The Forum on Library Education will be dedicated to the
Core competences of librarianship, as set out in a document being presented to the ALA Council for approval at the meeting.
The event continues the dialog on issues in library and information science education and identifies new issues and challenges confronting the profession. The discussion will be moderated by Michael Gorman, university librarian emeritus, California State University, Fresno, and will feature presentations on the
Core competences by two LIS educators, Rick Rubin, director, Kent State University, School of Library, and Ken Haycock, director, San Jose State University, School of Library, and two practitioners, Sherrie Schmidt, university librarian, Arizona State University, and J. Linda Williams, coordinator, Library Media Services, Anne Arundel County Public Schools. There will be ample time for discussion, Q&A sessions and audience interaction.

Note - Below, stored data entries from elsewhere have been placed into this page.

//! FAI検査表とMaterial CoC証明書PDFの照合・ハイライト
//!
//! 検査表の各行を証明書PDFと照合し、PDF内の品番をハイライトして結果を集約する。

pub mod annotator;
pub mod cli;
pub mod config;
pub mod error;
pub mod export;
pub mod matcher;
pub mod orchestrator;
pub mod recognizer;
pub mod scanner;
pub mod table;
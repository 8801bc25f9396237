use clap::{Parser, Subcommand};
use fai_coc_common::ResultFilter;
use std::path::PathBuf;

#[derive(Parser)]
#[command(name = "fai-coc")]
#[command(about = "FAI検査表とMaterial CoC証明書PDFの照合・ハイライトツール", long_about = None)]
pub struct Cli {
    #[command(subcommand)]
    pub command: Commands,

    /// 詳細ログを出力
    #[arg(short, long, global = true)]
    pub verbose: bool,
}

#[derive(Subcommand)]
pub enum Commands {
    /// 照合からハイライト、結果出力まで一括実行
    Run {
        /// 検査データのルートフォルダ
        #[arg(required = true)]
        root: PathBuf,

        /// テキストのあるページは認識を省略する
        #[arg(long)]
        no_force_ocr: bool,

        /// 元のPDFを上書きする（バックアップなし）
        #[arg(long)]
        destructive: bool,

        /// 結果ファイル（デフォルト: ルート/出力フォルダ/fai_coc_results.<拡張子>）
        #[arg(short, long)]
        output: Option<PathBuf>,

        /// 結果の形式 (csv/excel/json/all)
        #[arg(short, long, default_value = "csv")]
        format: ExportFormat,

        /// 出力する結果 (all/document-found/document-not-found/identifier-not-found/identifier-found)
        #[arg(long, default_value = "all")]
        filter: ResultFilter,
    },

    /// フォルダ探索と照合だけを行う（PDFには触れない）
    Scan {
        /// 検査データのルートフォルダ
        #[arg(required = true)]
        root: PathBuf,
    },

    /// 設定を表示
    Config {
        /// 設定を表示
        #[arg(long)]
        show: bool,

        /// 既定値で設定ファイルを作成
        #[arg(long)]
        init: bool,
    },
}

#[derive(Clone, Copy, Debug, Default, PartialEq, Eq)]
pub enum ExportFormat {
    #[default]
    Csv,
    Excel,
    Json,
    All,
}

impl ExportFormat {
    pub fn extension(&self) -> &'static str {
        match self {
            ExportFormat::Csv | ExportFormat::All => "csv",
            ExportFormat::Excel => "xlsx",
            ExportFormat::Json => "json",
        }
    }
}

impl std::str::FromStr for ExportFormat {
    type Err = String;

    fn from_str(s: &str) -> Result<Self, Self::Err> {
        match s.to_lowercase().as_str() {
            "csv" => Ok(ExportFormat::Csv),
            "excel" | "xlsx" => Ok(ExportFormat::Excel),
            "json" => Ok(ExportFormat::Json),
            "all" => Ok(ExportFormat::All),
            _ => Err(format!("Unknown format: {}. Use csv, excel, json, or all", s)),
        }
    }
}

impl std::fmt::Display for ExportFormat {
    fn fmt(&self, f: &mut std::fmt::Formatter<'_>) -> std::fmt::Result {
        match self {
            ExportFormat::Csv => write!(f, "csv"),
            ExportFormat::Excel => write!(f, "excel"),
            ExportFormat::Json => write!(f, "json"),
            ExportFormat::All => write!(f, "all"),
        }
    }
}

#[cfg(test)]
mod tests {
    use super::*;
    use clap::CommandFactory;

    #[test]
    fn test_cli_definition_is_valid() {
        Cli::command().debug_assert();
    }

    #[test]
    fn test_export_format_parse() {
        assert_eq!("CSV".parse::<ExportFormat>(), Ok(ExportFormat::Csv));
        assert_eq!("xlsx".parse::<ExportFormat>(), Ok(ExportFormat::Excel));
        assert_eq!("json".parse::<ExportFormat>(), Ok(ExportFormat::Json));
        assert_eq!("all".parse::<ExportFormat>(), Ok(ExportFormat::All));
        assert!("pdf".parse::<ExportFormat>().is_err());
    }

    #[test]
    fn test_run_arguments() {
        let cli = Cli::parse_from([
            "fai-coc",
            "run",
            "/data/root",
            "--destructive",
            "--no-force-ocr",
            "-f",
            "json",
            "--filter",
            "identifier-not-found",
        ]);
        match cli.command {
            Commands::Run { root, no_force_ocr, destructive, output, format, filter } => {
                assert_eq!(root, PathBuf::from("/data/root"));
                assert!(no_force_ocr);
                assert!(destructive);
                assert!(output.is_none());
                assert_eq!(format, ExportFormat::Json);
                assert_eq!(filter, ResultFilter::IdentifierNotFound);
            }
            _ => panic!("run subcommand expected"),
        }
    }
}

The first Congress on Professional Education, held in 1999, recommended the establishment of a set of core competences for the profession. Various committees have worked on the competences in the years since. The Presidential Task Force on Library Education has recast the work of those committees into a document setting out the desired outcomes of an ALA-accredited master’s level education. It does not prescribe a “core curriculum” nor does it state the means by which ALA-accredited programs should achieve the prescribed outcomes. Once approved, the
Core competences will be the basis for revision of ALA’s standards for accreditation that shape how ALA-accredited programs are assessed.